# Records:

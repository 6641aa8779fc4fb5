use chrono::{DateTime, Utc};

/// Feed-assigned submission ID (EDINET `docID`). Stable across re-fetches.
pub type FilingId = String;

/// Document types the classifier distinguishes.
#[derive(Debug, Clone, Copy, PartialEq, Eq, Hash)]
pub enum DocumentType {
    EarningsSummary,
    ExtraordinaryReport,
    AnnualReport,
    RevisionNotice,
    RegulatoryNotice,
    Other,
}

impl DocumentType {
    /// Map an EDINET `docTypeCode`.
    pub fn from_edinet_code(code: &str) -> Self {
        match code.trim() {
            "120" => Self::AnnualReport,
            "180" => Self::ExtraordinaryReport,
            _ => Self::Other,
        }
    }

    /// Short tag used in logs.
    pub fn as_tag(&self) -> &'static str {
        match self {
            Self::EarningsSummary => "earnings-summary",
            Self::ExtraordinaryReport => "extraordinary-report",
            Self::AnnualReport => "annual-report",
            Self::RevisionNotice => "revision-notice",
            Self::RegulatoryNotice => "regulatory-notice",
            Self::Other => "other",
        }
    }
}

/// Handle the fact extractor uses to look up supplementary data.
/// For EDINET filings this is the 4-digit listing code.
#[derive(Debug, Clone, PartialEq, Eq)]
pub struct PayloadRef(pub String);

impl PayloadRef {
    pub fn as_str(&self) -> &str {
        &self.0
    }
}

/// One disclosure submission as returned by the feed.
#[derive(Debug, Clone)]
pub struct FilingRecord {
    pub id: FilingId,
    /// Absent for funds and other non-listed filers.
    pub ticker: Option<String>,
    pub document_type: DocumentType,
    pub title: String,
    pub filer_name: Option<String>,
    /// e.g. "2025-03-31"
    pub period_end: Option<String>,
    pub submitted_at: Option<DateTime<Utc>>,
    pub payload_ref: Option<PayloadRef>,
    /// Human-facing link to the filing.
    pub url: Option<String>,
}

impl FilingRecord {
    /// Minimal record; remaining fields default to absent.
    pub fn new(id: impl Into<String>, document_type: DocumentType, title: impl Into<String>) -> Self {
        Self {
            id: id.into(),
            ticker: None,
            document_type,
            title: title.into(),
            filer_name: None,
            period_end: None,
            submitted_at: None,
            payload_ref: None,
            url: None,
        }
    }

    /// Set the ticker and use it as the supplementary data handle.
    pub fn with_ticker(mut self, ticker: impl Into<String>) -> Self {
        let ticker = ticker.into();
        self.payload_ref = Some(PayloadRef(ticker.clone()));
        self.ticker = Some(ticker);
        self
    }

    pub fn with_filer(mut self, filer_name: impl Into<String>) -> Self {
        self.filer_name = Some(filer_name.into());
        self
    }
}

# Your task:
All lines in the entries above that hold the word "RegulatoryNotice" need to be copied.

# Written response:
    RegulatoryNotice,
            Self::RegulatoryNotice => "regulatory-notice",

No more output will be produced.